I read somewhere that chimpanzees won’t eat unfamiliar red berries unless they see another chimp do it first. It’s a self-preservation instinct, and it makes sense; some berries are poisonous. But others are not, and can be a plentiful food source, so it’s definitely a risk-reward situation. This also means that if a troop wants to take advantage of that particular food source, one of those chimps has got to step up and try the berries, assuming a personal risk for the good of the group.
I’ve always been risk-averse, and while it’s paid off pretty well, it also means I’ve missed out on a few things in life. And so, in the spirit of our grand adventure, I’m trying to get better at throwing caution to the wind and just jumping in; in other words, I wanna be the chimp who’s brave enough to eat the red berries. It worked out well in Barcelona, where we got to try a bunch of unfamiliar foods that all ended up being delicious. The same was true in Morocco, and for the most part has been true in China, too.

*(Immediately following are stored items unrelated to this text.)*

//! End-to-end analysis run
//!
//! Stages, in order: load metrics, load profiles, join, descriptive
//! statistics, hypothesis tests, profile frequencies, profile influence,
//! charts. Each table is written as soon as it is computed, so a failure in a
//! later stage leaves the earlier files in place.

use crate::comparison::{hypothesis_table, hypothesis_tests};
use crate::config::AnalysisConfig;
use crate::dataset::{join_profiles, load_metrics, load_profiles, Metric};
use crate::error::Result;
use crate::plots::{create_experience_scatter, create_metric_boxplot};
use crate::profile::{frequency_table, influence_table, profile_frequencies, profile_influence};
use crate::report::{
    boxplot_file, ensure_output_dir, write_json_report, write_table, AnalysisReport,
    DESCRIPTIVE_FILE, HYPOTHESIS_FILE, PROFILE_INFLUENCE_FILE, PROFILE_STATS_FILE, SCATTER_FILE,
};
use crate::stats::{descriptive_stats, descriptive_table};

/// Run the full analysis described by `config`
pub fn run(config: &AnalysisConfig) -> Result<AnalysisReport> {
    config.validate()?;
    let out_dir = config.output_dir.as_path();
    ensure_output_dir(out_dir)?;

    let mut report = AnalysisReport::default();

    tracing::info!("Loading metrics from {}", config.metrics_path.display());
    let metrics = load_metrics(&config.metrics_path)?;

    tracing::info!("Loading profiles from {}", config.profile_path.display());
    let profiles = load_profiles(&config.profile_path)?;

    tracing::info!("Joining metrics with participant profiles");
    let records = join_profiles(&metrics, &profiles);
    tracing::debug!(
        metrics = metrics.len(),
        profiles = profiles.len(),
        joined = records.len(),
        "row counts"
    );
    report.participants = records.len();

    tracing::info!("Computing descriptive statistics");
    report.descriptive = descriptive_stats(&records);
    report.written_files.push(write_table(
        &descriptive_table(&report.descriptive),
        out_dir,
        DESCRIPTIVE_FILE,
        "Descriptive statistics",
    )?);

    tracing::info!(
        "Running hypothesis tests (normality alpha = {})",
        config.normality_alpha
    );
    report.hypothesis = hypothesis_tests(&records, config)?;
    report.written_files.push(write_table(
        &hypothesis_table(&report.hypothesis),
        out_dir,
        HYPOTHESIS_FILE,
        "Hypothesis results",
    )?);

    tracing::info!("Counting profile categories");
    report.profile_frequencies = profile_frequencies(&profiles);
    report.written_files.push(write_table(
        &frequency_table(&report.profile_frequencies),
        out_dir,
        PROFILE_STATS_FILE,
        "Profile statistics",
    )?);

    tracing::info!("Testing profile influence on outcomes");
    report.profile_influence = profile_influence(&records)?;
    report.written_files.push(write_table(
        &influence_table(&report.profile_influence),
        out_dir,
        PROFILE_INFLUENCE_FILE,
        "Profile influence",
    )?);

    if config.render_charts {
        tracing::info!("Rendering charts");
        for metric in Metric::ALL {
            let path = out_dir.join(boxplot_file(metric.key()));
            create_metric_boxplot(&records, metric, &path, config.chart_size())?;
            report.written_files.push(path);
        }
        let scatter = out_dir.join(SCATTER_FILE);
        if create_experience_scatter(&records, &scatter, config.chart_size())? {
            report.written_files.push(scatter);
        }
        println!("Charts written to {}", out_dir.display());
    } else {
        tracing::info!("Chart rendering disabled");
    }

    if config.write_json_report {
        let path = write_json_report(&report, out_dir)?;
        report.written_files.push(path);
    }

    Ok(report)
}
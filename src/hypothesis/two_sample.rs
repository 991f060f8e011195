// Two-sample location tests: Welch's t-test and Mann-Whitney U
//
// Welch's test works in f64 with the Welch-Satterthwaite degrees of freedom
// and a Student t tail from statrs.
// Mann-Whitney follows the usual "auto" rule: the exact null distribution
// when the smaller sample has at most 8 values and there are no ties,
// otherwise the normal approximation with tie and continuity corrections.

use statrs::distribution::{ContinuousCDF, StudentsT};

use super::rank::{rank_average, tie_correction_sum};
use super::{standard_normal, stats_error};
use crate::error::{AnalysisError, Result};

/// Largest smaller-sample size for which the exact U distribution is used
pub const EXACT_MWU_MAX_N: usize = 8;

/// Outcome of a two-sample test
#[derive(Debug, Clone, Copy, PartialEq)]
pub struct TwoSampleTest {
    pub statistic: f64,
    /// Two-sided p-value
    pub pvalue: f64,
}

impl TwoSampleTest {
    fn undefined() -> Self {
        Self {
            statistic: f64::NAN,
            pvalue: f64::NAN,
        }
    }
}

fn require(what: &str, required: usize, sample: &[f64]) -> Result<()> {
    if sample.len() < required {
        return Err(AnalysisError::InsufficientData {
            what: what.to_string(),
            required,
            actual: sample.len(),
        });
    }
    Ok(())
}

fn mean(sample: &[f64]) -> f64 {
    sample.iter().sum::<f64>() / sample.len() as f64
}

fn sample_variance(sample: &[f64]) -> f64 {
    let n = sample.len() as f64;
    let m = mean(sample);
    sample.iter().map(|v| (v - m).powi(2)).sum::<f64>() / (n - 1.0)
}

/// Welch's unequal-variance t-test (two-sided)
///
/// The statistic is t of `a` minus `b`; the p-value uses the
/// Welch-Satterthwaite degrees of freedom. Both samples constant makes the
/// statistic undefined; the result is NaN rather than an error.
pub fn welch_ttest(a: &[f64], b: &[f64]) -> Result<TwoSampleTest> {
    require("Welch t-test", 2, a)?;
    require("Welch t-test", 2, b)?;

    let (n1, n2) = (a.len() as f64, b.len() as f64);
    let se1 = sample_variance(a) / n1;
    let se2 = sample_variance(b) / n2;
    if se1 + se2 == 0.0 {
        tracing::debug!("Welch t-test on two constant samples is undefined");
        return Ok(TwoSampleTest::undefined());
    }

    let t = (mean(a) - mean(b)) / (se1 + se2).sqrt();
    let df = (se1 + se2).powi(2) / (se1.powi(2) / (n1 - 1.0) + se2.powi(2) / (n2 - 1.0));
    let dist = StudentsT::new(0.0, 1.0, df).map_err(stats_error)?;

    Ok(TwoSampleTest {
        statistic: t,
        pvalue: (2.0 * dist.sf(t.abs())).min(1.0),
    })
}

/// Mann-Whitney U test (two-sided); the statistic is U of the first sample
pub fn mann_whitney_u(a: &[f64], b: &[f64]) -> Result<TwoSampleTest> {
    require("Mann-Whitney U test", 1, a)?;
    require("Mann-Whitney U test", 1, b)?;

    let n1 = a.len();
    let n2 = b.len();
    let pooled: Vec<f64> = a.iter().chain(b).copied().collect();
    let ranks = rank_average(&pooled);

    let rank_sum_a: f64 = ranks[..n1].iter().sum();
    let u1 = rank_sum_a - (n1 * (n1 + 1)) as f64 / 2.0;
    let u2 = (n1 * n2) as f64 - u1;
    let u = u1.max(u2);

    let ties = tie_correction_sum(&pooled);
    let pvalue = if n1.min(n2) <= EXACT_MWU_MAX_N && ties == 0.0 {
        exact_pvalue(u, n1, n2)
    } else {
        asymptotic_pvalue(u, n1, n2, ties)?
    };

    Ok(TwoSampleTest {
        statistic: u1,
        pvalue,
    })
}

/// Counts of arrangements giving each U value, indices 0..=n1*n2
///
/// The counts are the coefficients of the Gaussian binomial [n1+n2 choose n1].
fn u_distribution(n1: usize, n2: usize) -> Vec<f64> {
    let k = n1.min(n2);
    let m = n1.max(n2);
    let max_u = n1 * n2;

    let mut counts = vec![0.0; max_u + 1];
    counts[0] = 1.0;
    for i in 1..=k {
        // multiply by (1 - q^(m+i))
        let shift = m + i;
        for u in (shift..=max_u).rev() {
            counts[u] -= counts[u - shift];
        }
        // divide by (1 - q^i)
        for u in i..=max_u {
            counts[u] += counts[u - i];
        }
    }
    counts
}

fn exact_pvalue(u: f64, n1: usize, n2: usize) -> f64 {
    let counts = u_distribution(n1, n2);
    let total: f64 = counts.iter().sum();
    let threshold = u.round() as usize;
    let tail: f64 = counts.iter().skip(threshold).sum();
    (2.0 * tail / total).min(1.0)
}

fn asymptotic_pvalue(u: f64, n1: usize, n2: usize, ties: f64) -> Result<f64> {
    let (n1, n2) = (n1 as f64, n2 as f64);
    let n = n1 + n2;
    let mean = n1 * n2 / 2.0;
    let sd = (n1 * n2 / 12.0 * ((n + 1.0) - ties / (n * (n - 1.0)))).sqrt();
    if sd == 0.0 {
        return Ok(f64::NAN);
    }
    let z = (u - mean - 0.5) / sd;
    Ok((2.0 * standard_normal()?.sf(z)).min(1.0))
}
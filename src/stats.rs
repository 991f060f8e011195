//! Descriptive statistics per refactoring tool
//!
//! Everything is accumulated in f64: the tables carry three decimals, and
//! rounding follows the half-to-even rule of the spreadsheets' tooling.

use std::collections::BTreeMap;

use serde::Serialize;

use crate::csv_output::{Cell, CsvReport};
use crate::dataset::{Metric, ParticipantRecord};

/// Mean and sample standard deviation of one metric
#[derive(Debug, Clone, Copy, PartialEq, Serialize)]
pub struct MeanStd {
    /// NaN when there are no values
    pub mean: f64,
    /// NaN with fewer than two values
    pub std_dev: f64,
}

/// Summary row for one tool
#[derive(Debug, Clone, PartialEq, Serialize)]
pub struct ToolSummary {
    pub tool: String,
    /// Number of records with a time measurement
    pub n: usize,
    pub time_hours: MeanStd,
    pub functional_errors: MeanStd,
    pub design_issues: MeanStd,
}

/// Round to `decimals` places, ties to even (`0.0625` -> `0.062`)
pub fn round_to(value: f64, decimals: i32) -> f64 {
    if !value.is_finite() {
        return value;
    }
    let factor = 10f64.powi(decimals);
    (value * factor).round_ties_even() / factor
}

/// Mean and sample standard deviation (ddof = 1)
pub fn mean_std(values: &[f64]) -> MeanStd {
    if values.is_empty() {
        return MeanStd {
            mean: f64::NAN,
            std_dev: f64::NAN,
        };
    }

    let n = values.len() as f64;
    let mean = values.iter().sum::<f64>() / n;
    let std_dev = if values.len() < 2 {
        f64::NAN
    } else {
        // two-pass: no cancellation for large offsets
        let ss: f64 = values.iter().map(|v| (v - mean).powi(2)).sum();
        (ss / (n - 1.0)).sqrt()
    };

    MeanStd { mean, std_dev }
}

/// Quantile of sorted data by linear interpolation between order statistics
///
/// `q` in [0, 1]; NaN for empty input.
pub fn quantile_sorted(sorted: &[f64], q: f64) -> f64 {
    if sorted.is_empty() {
        return f64::NAN;
    }
    let h = (sorted.len() - 1) as f64 * q.clamp(0.0, 1.0);
    let lo = h.floor() as usize;
    let hi = (lo + 1).min(sorted.len() - 1);
    sorted[lo] + (h - lo as f64) * (sorted[hi] - sorted[lo])
}

fn rounded(stats: MeanStd) -> MeanStd {
    MeanStd {
        mean: round_to(stats.mean, 3),
        std_dev: round_to(stats.std_dev, 3),
    }
}

/// Non-missing values of `metric` in `records`
pub fn metric_values<'a, I>(records: I, metric: Metric) -> Vec<f64>
where
    I: IntoIterator<Item = &'a ParticipantRecord>,
{
    records
        .into_iter()
        .filter_map(|r| metric.value(&r.metrics))
        .collect()
}

/// Group records by tool name (sorted)
pub fn group_by_tool(records: &[ParticipantRecord]) -> BTreeMap<&str, Vec<&ParticipantRecord>> {
    let mut groups: BTreeMap<&str, Vec<&ParticipantRecord>> = BTreeMap::new();
    for record in records {
        groups
            .entry(record.metrics.tool.as_str())
            .or_default()
            .push(record);
    }
    groups
}

/// Descriptive statistics grouped by tool, rounded to 3 decimals
pub fn descriptive_stats(records: &[ParticipantRecord]) -> Vec<ToolSummary> {
    group_by_tool(records)
        .into_iter()
        .map(|(tool, group)| {
            let time = metric_values(group.iter().copied(), Metric::TimeHours);
            let errors = metric_values(group.iter().copied(), Metric::FunctionalErrors);
            let design = metric_values(group.iter().copied(), Metric::DesignIssues);

            ToolSummary {
                tool: tool.to_string(),
                n: time.len(),
                time_hours: rounded(mean_std(&time)),
                functional_errors: rounded(mean_std(&errors)),
                design_issues: rounded(mean_std(&design)),
            }
        })
        .collect()
}

/// Table layout of `descriptive_stats.csv`
pub fn descriptive_table(summaries: &[ToolSummary]) -> CsvReport {
    let mut report = CsvReport::new(&[
        "ferramenta",
        "n",
        "tempo_medio",
        "tempo_dp",
        "erros_medio",
        "erros_dp",
        "design_medio",
        "design_dp",
    ]);
    for s in summaries {
        report.add_row(vec![
            Cell::text(&s.tool),
            Cell::Int(s.n as u64),
            Cell::float(s.time_hours.mean),
            Cell::float(s.time_hours.std_dev),
            Cell::float(s.functional_errors.mean),
            Cell::float(s.functional_errors.std_dev),
            Cell::float(s.design_issues.mean),
            Cell::float(s.design_issues.std_dev),
        ]);
    }
    report
}
//! CSV input for experiment data
//!
//! Small RFC 4180 reader: comma separator, double-quoted fields with doubled
//! quotes, quoted newlines, and CRLF or LF line endings. Both experiment
//! exports are a few dozen rows, so the whole file is parsed into memory.

use std::path::Path;

use crate::error::{AnalysisError, Result};

/// Parsed CSV file: one header row plus data rows
#[derive(Debug, Clone)]
pub struct CsvTable {
    source: String,
    headers: Vec<String>,
    rows: Vec<Vec<String>>,
}

impl CsvTable {
    /// Read and parse a CSV file from disk
    pub fn from_path(path: &Path) -> Result<Self> {
        let text = std::fs::read_to_string(path).map_err(|e| AnalysisError::io(path, e))?;
        Self::parse(&path.display().to_string(), &text)
    }

    /// Parse CSV text; `source` is used in error messages
    pub fn parse(source: &str, text: &str) -> Result<Self> {
        let text = text.strip_prefix('\u{feff}').unwrap_or(text);
        let mut records = split_records(source, text)?.into_iter();

        let headers: Vec<String> = records
            .next()
            .ok_or_else(|| AnalysisError::Csv {
                file: source.to_string(),
                line: 1,
                message: "file has no header row".to_string(),
            })?
            .into_iter()
            .map(|h| h.trim().to_string())
            .collect();

        let width = headers.len();
        let rows = records
            .filter(|record| !(record.len() == 1 && record[0].trim().is_empty()))
            .map(|mut record| {
                if record.len() < width {
                    record.resize(width, String::new());
                }
                record
            })
            .collect();

        Ok(Self {
            source: source.to_string(),
            headers,
            rows,
        })
    }

    /// Data rows (header excluded)
    pub fn rows(&self) -> &[Vec<String>] {
        &self.rows
    }

    /// Index of a required column
    pub fn column_index(&self, name: &str) -> Result<usize> {
        self.headers
            .iter()
            .position(|h| h == name)
            .ok_or_else(|| AnalysisError::MissingColumn {
                file: self.source.clone(),
                column: name.to_string(),
            })
    }
}

/// Split text into records of fields, honouring quotes
fn split_records(source: &str, text: &str) -> Result<Vec<Vec<String>>> {
    let mut records = Vec::new();
    let mut record = Vec::new();
    let mut field = String::new();
    let mut in_quotes = false;
    let mut line = 1;
    let mut quote_line = 1;
    let mut chars = text.chars().peekable();

    while let Some(c) = chars.next() {
        if in_quotes {
            match c {
                '"' if chars.peek() == Some(&'"') => {
                    chars.next();
                    field.push('"');
                }
                '"' => in_quotes = false,
                '\n' => {
                    line += 1;
                    field.push(c);
                }
                _ => field.push(c),
            }
            continue;
        }

        match c {
            '"' => {
                in_quotes = true;
                quote_line = line;
            }
            ',' => record.push(std::mem::take(&mut field)),
            '\r' if chars.peek() == Some(&'\n') => {}
            '\n' => {
                record.push(std::mem::take(&mut field));
                records.push(std::mem::take(&mut record));
                line += 1;
            }
            _ => field.push(c),
        }
    }

    if in_quotes {
        return Err(AnalysisError::Csv {
            file: source.to_string(),
            line: quote_line,
            message: "unterminated quoted field".to_string(),
        });
    }

    if !field.is_empty() || !record.is_empty() {
        record.push(field);
        records.push(record);
    }

    Ok(records)
}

Unfortunately, this behavior is not without consequences.
In a previous post, we talked about our bus ride to Yangshuo, and the tour guide who doubled as a salesman. It seemed very strange to us that this should be a part of our tour, having someone pitch to a captive audience like that. If I could have understood him, I probably would have been a bit more annoyed, but because it was all in Chinese, it was fairly easy to tune him out. We got the gist: he had stuff to buy, and he wanted us to buy it.
Then came time for the free samples. The guy had been rambling on for a fair few minutes about this particular product. It came in a fancy white box, with some nice calligraphy on the side, and a picture of some kind of fruit on the front. He put down the box and started down the aisle with a basket, handing out little samples on the way. We had eaten an early breakfast and hadn’t yet had lunch, so we were ready for snack time. The tour guy got to us, gave us his best salesman smile, and put a small white package in my hand. Without even thinking about it, I ripped it open to see what was inside.
What came out was a weird looking snack, although everything is kinda weird over here, so that was par for the course. It looked like a bunch of roasted pumpkin seeds glued together with a hard, brownish-orange paste. I shrugged, broke it in half, gave a piece to Jen, and popped it in my mouth.
It was bizarre. The pumpkin seeds still had the hulls on them, so they were very hard and fibrous. However, that’s not too out of the ordinary for plant-based snacks here; I thought nothing of it. The paste stuff was tea flavored, which, again, is pretty normal for China. However, this was very powerful, so strong that I could feel my mouth starting to burn from the intensity. They like their spices, but for the most part the flavors here are kind of bland, especially when it comes to sweets, which this kind of was. Jen and I looked at each other, noses wrinkled. It was, all in all, pretty gross, and guaranteed that we would not be buying this particular treat. Who would?
We looked around the bus, wanting to see how it was being received by the other tourists, when we noticed that no one was eating theirs. They’d all just set theirs down or stashed them away in their bags. “Wow,” I thought, “this guy must be a crap salesman. They won’t even eat his free samples.”
Jen had also noticed that no one was eating the treat. “Why is nobody else eating their snack?” she asked. Comprehension slowly dawned as we realized that the thing we’d eaten tasted like concentrated tea resin, because that’s exactly what it was. While everyone else got a packet of fancy tea to try when they got home, we got a strange new treat that we couldn’t resist eating right away. We laughed, realizing our mistake and how ridiculous we must look to the other tourists.
The tour guide brought another free sample, this time two packets, one he described as spicy, and one not spicy. This time, instead of ripping them right open, we decided to investigate a little bit more closely. There was a picture of a nicely cooked fish on the front, and in English the words “Fish scent, lingering eternally”. We poked and squeezed the stuff inside, and decided it must be a fish-flavored soup stock concentrate, another thing to try when you get home. Into the bag they went. We turned back to look out the windows, only to be met with the sight of a bus full of Chinese tourists chowing down on preserved fishy snacks. And yes, the package was correct: fish scent, lingering eternally.
The moral of this embarrassing travel story, if there is one, is that the chimps have got a good thing going. If you don’t know if a thing is food, maybe wait a bit and see how the other apes behave. Be patient. Let someone else eat the berries from time to time. Otherwise, you might end up with a mouthful of pumpkin husk slivers and a tea-scalded mouth.